Discussion

L'évaluation des éléments par catégorie, présentée en Section IV, semble montrer que chaque synthèse de l'équipe est un résumé prudent honnête et justifiable des éléments pertinents du cas. Par contraste, le résumé de Condon contient peu de liens avec le travail, les analyses et les résumés de sa propre équipe. Par conséquent, une critique minimale que l'on pourrait faire est que les efforts de nombreuses personnes n'ont pas trouvé d'intégration satisfaisante s1[Lorsque j'ai montré une version préliminaire de cette analyse à l'un des Enquêteurs Principaux du Projet Colorado, il remarqua : "Vous auriez dû voir le 1er brouillon que Condon a écrit. C'était bien pire. Après que j'ai mis en avant que beaucoup était faux dans le 1er brouillon, Condon le réécrivit et l'améliora considérablement"].

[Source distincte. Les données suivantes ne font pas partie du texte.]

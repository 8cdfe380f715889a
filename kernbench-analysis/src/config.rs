//! Report configuration
//!
//! A report is described by one TOML file: the schema of the input tables, the
//! input files themselves and the derivations, summaries and charts to produce.

use crate::aggregate::AggregationSpec;
use crate::chart::{sanitize, ChartKind, ChartSpec, ReferenceLine, YScale};
use crate::derive::{ComparisonMode, ComparisonSpec, ThroughputFormula, ThroughputSpec};
use crate::loader::{InputSource, RowFilter, SchemaConfig};
use indexmap::IndexMap;
use kernbench_common::{ComparisonKind, KernbenchError, Result, PROVENANCE};
use serde::{Deserialize, Serialize};
use std::collections::HashSet;
use std::path::{Path, PathBuf};

/// A summary table written as `summary_<name>.csv`
#[derive(Debug, Clone, PartialEq, Serialize, Deserialize)]
pub struct SummarySpec {
    pub name: String,
    pub group_by: Vec<String>,
    pub measurements: Vec<String>,
}

impl SummarySpec {
    pub fn aggregation(&self) -> AggregationSpec {
        AggregationSpec::new(self.group_by.clone(), self.measurements.clone())
    }
}

/// Complete description of one report run
#[derive(Debug, Clone, PartialEq, Serialize, Deserialize)]
#[serde(default)]
pub struct ReportConfig {
    #[serde(skip_serializing_if = "Option::is_none")]
    pub title: Option<String>,
    /// Directory receiving charts, summaries and the manifest
    pub output_dir: PathBuf,
    pub chart_width: u32,
    pub chart_height: u32,
    pub schema: SchemaConfig,
    pub inputs: Vec<InputSource>,
    pub throughput: Vec<ThroughputSpec>,
    pub comparisons: Vec<ComparisonSpec>,
    pub summaries: Vec<SummarySpec>,
    pub charts: Vec<ChartSpec>,
    /// Display names for dimension values and measurement names
    pub labels: IndexMap<String, String>,
}

impl Default for ReportConfig {
    fn default() -> Self {
        Self {
            title: None,
            output_dir: PathBuf::from("plots"),
            chart_width: 1000,
            chart_height: 600,
            schema: SchemaConfig::default(),
            inputs: Vec::new(),
            throughput: Vec::new(),
            comparisons: Vec::new(),
            summaries: Vec::new(),
            charts: Vec::new(),
            labels: IndexMap::new(),
        }
    }
}

impl ReportConfig {
    /// Load configuration from a TOML file. Relative input paths are resolved
    /// against the directory holding the file.
    pub fn from_file<P: AsRef<Path>>(path: P) -> Result<Self> {
        let path = path.as_ref();
        let content = std::fs::read_to_string(path)?;
        let mut config: Self = toml::from_str(&content)?;

        if let Some(base) = path.parent() {
            for input in &mut config.inputs {
                if input.path.is_relative() {
                    input.path = base.join(&input.path);
                }
            }
        }
        Ok(config)
    }

    /// Save configuration to a TOML file
    pub fn to_file<P: AsRef<Path>>(&self, path: P) -> Result<()> {
        let path = path.as_ref();
        let content = toml::to_string_pretty(self)?;
        if let Some(parent) = path.parent().filter(|p| !p.as_os_str().is_empty()) {
            std::fs::create_dir_all(parent)?;
        }
        std::fs::write(path, content)?;
        Ok(())
    }

    /// Check the configuration before any file is read
    pub fn validate(&self) -> Result<()> {
        if self.inputs.is_empty() {
            return Err(KernbenchError::Config("no inputs configured".to_string()));
        }
        if self.chart_width == 0 || self.chart_height == 0 {
            return Err(KernbenchError::Config("chart size must be non-zero".to_string()));
        }
        self.schema.delimiter_byte()?;
        if self.schema.numeric.is_empty() {
            return Err(KernbenchError::Config("schema declares no numeric columns".to_string()));
        }

        let mut measurements: HashSet<&str> =
            self.schema.numeric.iter().map(String::as_str).collect();
        for spec in &self.throughput {
            if spec.formula.time_divisor == 0.0 {
                return Err(KernbenchError::Config(format!(
                    "throughput '{}' has a zero time divisor",
                    spec.name
                )));
            }
            if !measurements.insert(spec.name.as_str()) {
                return Err(KernbenchError::Config(format!(
                    "measurement '{}' is defined twice",
                    spec.name
                )));
            }
        }
        for spec in &self.comparisons {
            spec.validate()?;
            if !measurements.insert(spec.name.as_str()) {
                return Err(KernbenchError::Config(format!(
                    "measurement '{}' is defined twice",
                    spec.name
                )));
            }
        }

        let mut names = HashSet::new();
        for summary in &self.summaries {
            if summary.measurements.is_empty() {
                return Err(KernbenchError::Config(format!(
                    "summary '{}' lists no measurements",
                    summary.name
                )));
            }
            if !names.insert(format!("summary_{}", sanitize(&summary.name))) {
                return Err(KernbenchError::Config(format!(
                    "summary '{}' is defined twice or shares a file name",
                    summary.name
                )));
            }
        }
        for chart in &self.charts {
            chart.validate()?;
            if !names.insert(chart.name.clone()) {
                return Err(KernbenchError::Config(format!(
                    "chart '{}' is defined twice",
                    chart.name
                )));
            }
        }
        Ok(())
    }

    /// Configuration for the matrix multiplication benchmark layout
    pub fn example() -> Self {
        let dims = |names: &[&str]| names.iter().map(|s| s.to_string()).collect::<Vec<_>>();

        let mut schema = SchemaConfig {
            categorical: dims(&["precision", "N", "run"]),
            numeric: dims(&["time_ms"]),
            provenance_prefix: Some("results_".to_string()),
            ..SchemaConfig::default()
        };
        schema.defaults.insert("precision".to_string(), "float".to_string());
        schema.filters.push(RowFilter {
            column: "type".to_string(),
            equals: "int".to_string(),
        });

        let inputs = vec![
            InputSource::new("results_amd.csv")
                .with_provenance("AMD")
                .with_tag("version", "Original"),
            InputSource::new("results_amd_optimized.csv")
                .with_provenance("AMD")
                .with_tag("version", "Optimized"),
        ];

        let mut gflops = ChartSpec::new("gflops", ChartKind::GroupedBoxplot, "gflops", "N")
            .with_series("version")
            .with_facets([PROVENANCE, "precision"]);
        gflops.show_points = true;
        gflops.reference_lines.push(ReferenceLine {
            label: "HW peak".to_string(),
            value: 14850.0,
            when: [
                (PROVENANCE.to_string(), "AMD".to_string()),
                ("precision".to_string(), "float".to_string()),
            ]
            .into_iter()
            .collect(),
        });

        let times = ChartSpec::new("times", ChartKind::GroupedBar, "time_ms", "N")
            .with_series("version")
            .with_facets([PROVENANCE])
            .with_y_scale(YScale::Log);
        let improvement = ChartSpec::new("improvement", ChartKind::GroupedBoxplot, "improvement", "N")
            .with_series("precision")
            .with_facets([PROVENANCE]);

        let mut labels = IndexMap::new();
        labels.insert("time_ms".to_string(), "Time (ms)".to_string());
        labels.insert("gflops".to_string(), "GFLOPS".to_string());

        Self {
            title: Some("Matrix multiplication".to_string()),
            schema,
            inputs,
            throughput: vec![ThroughputSpec {
                name: "gflops".to_string(),
                size_dimension: "N".to_string(),
                time_measurement: "time_ms".to_string(),
                formula: ThroughputFormula::default(),
            }],
            comparisons: vec![ComparisonSpec {
                name: "improvement".to_string(),
                kind: ComparisonKind::Improvement,
                dimension: "version".to_string(),
                baseline: "Original".to_string(),
                variant: "Optimized".to_string(),
                measurement: "time_ms".to_string(),
                match_on: dims(&[PROVENANCE, "N", "precision", "run"]),
                mode: ComparisonMode::PerTrial,
                drop_from_output: dims(&["run"]),
            }],
            summaries: vec![SummarySpec {
                name: "times".to_string(),
                group_by: dims(&[PROVENANCE, "version", "precision", "N"]),
                measurements: dims(&["time_ms", "gflops"]),
            }],
            charts: vec![gflops, times, improvement],
            labels,
            ..Self::default()
        }
    }
}

#[cfg(test)]
mod tests {
    use super::*;
    use tempfile::tempdir;

    #[test]
    fn test_example_is_valid() {
        ReportConfig::example().validate().unwrap();
    }

    #[test]
    fn test_file_round_trip_resolves_inputs() {
        let dir = tempdir().unwrap();
        let path = dir.path().join("conf").join("report.toml");
        let config = ReportConfig::example();
        config.to_file(&path).unwrap();

        let loaded = ReportConfig::from_file(&path).unwrap();
        assert_eq!(loaded.charts, config.charts);
        assert_eq!(loaded.schema, config.schema);
        assert_eq!(
            loaded.inputs[0].path,
            dir.path().join("conf").join("results_amd.csv")
        );
    }

    #[test]
    fn test_minimal_toml() {
        let text = r#"
            [[inputs]]
            path = "/data/results_paul.csv"

            [[charts]]
            name = "times"
            kind = "grouped_bar"
            measurement = "time_ms"
            x = "N"
        "#;
        let config: ReportConfig = toml::from_str(text).unwrap();
        config.validate().unwrap();
        assert_eq!(config.output_dir, PathBuf::from("plots"));
        assert_eq!(config.schema.numeric, vec!["time_ms"]);
        assert!(config.charts[0].error_bars);
        assert_eq!(config.charts[0].y_scale, YScale::Linear);
    }

    #[test]
    fn test_validate_rejects_bad_configs() {
        assert!(ReportConfig::default().validate().is_err());

        let mut config = ReportConfig::example();
        config.charts.push(config.charts[0].clone());
        assert!(matches!(config.validate(), Err(KernbenchError::Config(_))));

        let mut config = ReportConfig::example();
        config.throughput[0].name = "time_ms".to_string();
        assert!(config.validate().is_err());

        let mut config = ReportConfig::example();
        config.schema.delimiter = '→';
        assert!(config.validate().is_err());

        let mut config = ReportConfig::example();
        let mut clash = config.summaries[0].clone();
        config.summaries[0].name = "a/b".to_string();
        clash.name = "a_b".to_string();
        config.summaries.push(clash);
        assert!(matches!(config.validate(), Err(KernbenchError::Config(_))));
    }
}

Cet échec pourrait avoir été dû en partie à une conception initiale erronée de la nature du phénomène. Si, comme le Directeur pourrait l'avoir cru, le phénomène pouvait être abordé comme un problème direct de science physique, il y aurait aujourd'hui peu de désaccord au sein de la communité scientifique concernant la validité et les conclusions du Rapport. Le phénomène ovni semble au contraire être plus apparenté à certains phénomènes énigmatiques de l'astronomie moderne, tels que les sources d'éclats de rayons gamma. Concernant ces objets étranges, nous ne savons pas où ils sont, nous ne savons pas ce qu'ils sont et nous ne pouvons que speculer sur la manière dont ils fonctionnent ; mais ces limitations, aussi graves qu'elles soient, ne découragent en aucune manière les astronomes et les astrophysiciens de les étudier aussi intensivement que possible.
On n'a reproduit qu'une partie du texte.